About a year ago, I happened upon this statement about the Monitor in the Harvard Business Review – under the charming heading of “do things that don’t interest you”:

“Many things that end up” being meaningful, writes social scientist Joseph Grenny, “have come from conference workshops, articles, or online videos that began as a chore and ended with an insight. My work in Kenya, for example, was heavily influenced by a Christian Science Monitor article I had forced myself to read 10 years earlier. Sometimes, we call things ‘boring’ simply because they lie outside the box we are currently in.”

If you were to come up with a punchline to a joke about the Monitor, that would probably be it. We’re seen as being global, fair, insightful, and perhaps a bit too earnest. We’re the bran muffin of journalism.

But you know what? We change lives. And I’m going to argue that we change lives precisely because we force open that too-small box that most human beings think they live in.
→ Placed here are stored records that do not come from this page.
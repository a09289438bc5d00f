//! Result sink collaborator: serializes match records to CSV.
//!
//! One header row naming each record field, one row per record, fields in
//! declaration order, record order preserved. Similarity is printed with
//! four decimals so repeated runs produce byte-identical files.

use std::io::Write;
use std::path::Path;

use tracing::info;

use dex_model::{DexError, MatchRecord, Result, SearchMode, TermIdentity};

const SIMPLE_HEADER: [&str; 5] = [
    "record_id",
    "edits",
    "similarity",
    "matched_term",
    "search_term",
];
const DRUG_HEADER: [&str; 7] = [
    "record_id",
    "edits",
    "similarity",
    "matched_term",
    "drug_name",
    "rx_id",
    "class_id",
];

/// Write records as CSV in input order.
///
/// Every record's term identity must agree with `mode`; a mixed or
/// mismatched sequence is a configuration error, reported before any row
/// of it is written.
pub fn write_records<W: Write>(
    writer: W,
    mode: SearchMode,
    records: &[MatchRecord],
) -> Result<()> {
    if let Some(position) = records.iter().position(|record| !matches_mode(record, mode)) {
        return Err(DexError::Configuration(format!(
            "record {position} does not belong to {mode:?} mode output"
        )));
    }
    let mut csv_writer = csv::Writer::from_writer(writer);
    match mode {
        SearchMode::Simple => csv_writer.write_record(SIMPLE_HEADER)?,
        SearchMode::Drug => csv_writer.write_record(DRUG_HEADER)?,
    }
    for record in records {
        let edits = record.edits.to_string();
        let similarity = format!("{:.4}", record.similarity);
        match &record.term {
            TermIdentity::Plain { search_term } => csv_writer.write_record([
                record.record_id.as_str(),
                edits.as_str(),
                similarity.as_str(),
                record.matched_term.as_str(),
                search_term.as_str(),
            ])?,
            TermIdentity::Vocabulary {
                drug_name,
                rx_id,
                class_id,
            } => csv_writer.write_record([
                record.record_id.as_str(),
                edits.as_str(),
                similarity.as_str(),
                record.matched_term.as_str(),
                drug_name.as_str(),
                rx_id.as_str(),
                class_id.as_str(),
            ])?,
        }
    }
    csv_writer.flush()?;
    Ok(())
}

/// Write records to a `.csv` file.
pub fn write_records_file(path: &Path, mode: SearchMode, records: &[MatchRecord]) -> Result<()> {
    let file = std::fs::File::create(path)?;
    write_records(file, mode, records)?;
    info!(path = %path.display(), records = records.len(), "results written");
    Ok(())
}

fn matches_mode(record: &MatchRecord, mode: SearchMode) -> bool {
    match (&record.term, mode) {
        (TermIdentity::Plain { .. }, SearchMode::Simple) => true,
        (TermIdentity::Vocabulary { .. }, SearchMode::Drug) => true,
        _ => false,
    }
}
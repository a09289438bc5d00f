use comfy_table::modifiers::UTF8_ROUND_CORNERS;
use comfy_table::presets::UTF8_FULL_CONDENSED;
use comfy_table::{Attribute, Cell, CellAlignment, Color, ContentArrangement, Table};

use crate::commands::RunReport;

pub fn print_summary(report: &RunReport) {
    println!("Input: {}", report.input.display());
    match &report.output {
        Some(path) => println!("Output: {}", path.display()),
        None => println!("Output: (dry run, not written)"),
    }
    let mut table = Table::new();
    table.set_header(vec![
        header_cell("Rows"),
        header_cell("Terms"),
        header_cell("Comparisons"),
        header_cell("Matches"),
    ]);
    apply_table_style(&mut table);
    for index in 0..4 {
        align_column(&mut table, index, CellAlignment::Right);
    }
    table.add_row(vec![
        Cell::new(report.rows),
        Cell::new(report.terms),
        Cell::new(report.comparisons),
        match_cell(report.matches),
    ]);
    println!("{table}");
}

pub fn apply_table_style(table: &mut Table) {
    table
        .load_preset(UTF8_FULL_CONDENSED)
        .apply_modifier(UTF8_ROUND_CORNERS)
        .set_content_arrangement(ContentArrangement::Dynamic)
        .set_width(120);
}

fn align_column(table: &mut Table, index: usize, alignment: CellAlignment) {
    if let Some(column) = table.column_mut(index) {
        column.set_cell_alignment(alignment);
    }
}

fn header_cell(label: &str) -> Cell {
    Cell::new(label)
        .fg(Color::Cyan)
        .add_attribute(Attribute::Bold)
}

fn match_cell(matches: usize) -> Cell {
    if matches > 0 {
        Cell::new(matches)
            .fg(Color::Green)
            .add_attribute(Attribute::Bold)
    } else {
        Cell::new(matches).fg(Color::DarkGrey)
    }
}
//! Fuzzy matching core: edit distance, similarity scoring, term sets, and
//! the row-by-row match engine.

pub mod distance;
pub mod engine;
pub mod similarity;
pub mod terms;

pub use distance::distance;
pub use engine::{MatchEngine, MatchRun, RowMatches};
pub use similarity::similarity;
pub use terms::{SearchTerm, TermOrigin, TermSet};
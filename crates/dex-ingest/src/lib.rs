//! Row source collaborators: CSV table reading and plain term lists.

pub mod csv_table;
pub mod terms_file;

pub use csv_table::{CsvTable, parse_csv, read_csv_table, resolve_column};
pub use terms_file::{parse_term_list, read_term_list};
//! Raw run options and boundary validation.
//!
//! The wizard-style surfaces of the original tool accumulated options across
//! steps; here everything is merged into one serde-friendly struct and
//! validated once, before any row is processed.

use serde::{Deserialize, Serialize};

use crate::config::{Acceptance, MatchConfig, SearchMode};
use crate::error::{DexError, Result};

/// Unvalidated options as collected from the CLI (or any other frontend).
#[derive(Debug, Clone, Default, Serialize, Deserialize)]
pub struct RunOptions {
    /// Simple word list or drug vocabulary.
    pub mode: SearchMode,
    /// Index of the identifier column, once resolved against the header.
    pub id_column: Option<usize>,
    /// Index of the free-text target column.
    pub target_column: Option<usize>,
    /// Maximum accepted edit distance.
    pub max_edits: Option<usize>,
    /// Minimum accepted similarity score.
    pub min_similarity: Option<f64>,
}

impl RunOptions {
    /// Validate against the header width and produce an engine config.
    ///
    /// Fails fast on: missing or out-of-range column selection, both or
    /// neither limiter supplied, or a similarity threshold outside [0, 1].
    pub fn validate(&self, column_count: usize) -> Result<MatchConfig> {
        let id_column = self
            .id_column
            .ok_or_else(|| DexError::Configuration("no identifier column selected".into()))?;
        let target_column = self
            .target_column
            .ok_or_else(|| DexError::Configuration("no target text column selected".into()))?;
        if id_column >= column_count {
            return Err(DexError::Configuration(format!(
                "identifier column {id_column} out of range (header has {column_count} columns)"
            )));
        }
        if target_column >= column_count {
            return Err(DexError::Configuration(format!(
                "target column {target_column} out of range (header has {column_count} columns)"
            )));
        }
        let acceptance = match (self.max_edits, self.min_similarity) {
            (Some(edits), None) => Acceptance::MaxEdits(edits),
            (None, Some(threshold)) => {
                if !threshold.is_finite() || !(0.0..=1.0).contains(&threshold) {
                    return Err(DexError::Configuration(format!(
                        "similarity threshold {threshold} must be within [0, 1]"
                    )));
                }
                Acceptance::MinSimilarity(threshold)
            }
            (Some(_), Some(_)) => {
                return Err(DexError::Configuration(
                    "max-edits and min-similarity are mutually exclusive".into(),
                ));
            }
            (None, None) => {
                return Err(DexError::Configuration(
                    "one of max-edits or min-similarity is required".into(),
                ));
            }
        };
        Ok(MatchConfig {
            id_column,
            target_column,
            acceptance,
        })
    }
}
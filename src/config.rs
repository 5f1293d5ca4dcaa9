//! Index configuration.
//!
//! JS callers pass a plain object with optional fields; it is deserialized
//! into [`JsIndexConfig`] and merged with defaults into the concrete
//! [`IndexConfig`] used by the builders.

use serde::{Deserialize, Serialize};

/// JS-facing configuration with every field optional.
#[derive(Debug, Clone, Default, Serialize, Deserialize)]
#[serde(rename_all = "camelCase")]
pub struct JsIndexConfig {
    /// Use the parallel builder for large texts (requires the `parallel`
    /// feature; ignored otherwise).
    pub parallel: Option<bool>,
    /// Re-validate the permutation invariant after construction.
    pub validate: Option<bool>,
}

impl JsIndexConfig {
    /// Fill unset fields with defaults.
    pub fn merge_with_defaults(&self) -> IndexConfig {
        let defaults = IndexConfig::default();
        IndexConfig {
            parallel: self.parallel.unwrap_or(defaults.parallel),
            validate: self.validate.unwrap_or(defaults.validate),
        }
    }
}

/// Resolved configuration for index construction.
#[derive(Debug, Clone)]
pub struct IndexConfig {
    /// Use the parallel builder when the input is large enough.
    pub parallel: bool,
    /// Re-validate the permutation invariant after construction.
    pub validate: bool,
}

impl Default for IndexConfig {
    fn default() -> Self {
        Self {
            parallel: true,
            validate: false,
        }
    }
}

#[cfg(test)]
mod tests {
    use super::*;

    #[test]
    fn test_merge_empty_uses_defaults() {
        let config = JsIndexConfig::default().merge_with_defaults();
        assert!(config.parallel);
        assert!(!config.validate);
    }

    #[test]
    fn test_merge_keeps_explicit_fields() {
        let js = JsIndexConfig {
            parallel: Some(false),
            validate: Some(true),
        };
        let config = js.merge_with_defaults();
        assert!(!config.parallel);
        assert!(config.validate);
    }

    #[test]
    fn test_deserialize_camel_case() {
        let js: JsIndexConfig = serde_json::from_str(r#"{"parallel": false}"#).unwrap();
        assert_eq!(js.parallel, Some(false));
        assert_eq!(js.validate, None);
    }
}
The Monitor is a peculiar little publication that’s hard for the world to figure out. We’re run by a church, but we’re not only for church members and we’re not about converting people. We’re known as being fair even as the world becomes as polarized as at any time since the newspaper’s founding in 1908.

We have a mission beyond circulation, we want to bridge divides. We’re about kicking down the door of thought everywhere and saying, “You are bigger and more capable than you realize. And we can prove it.”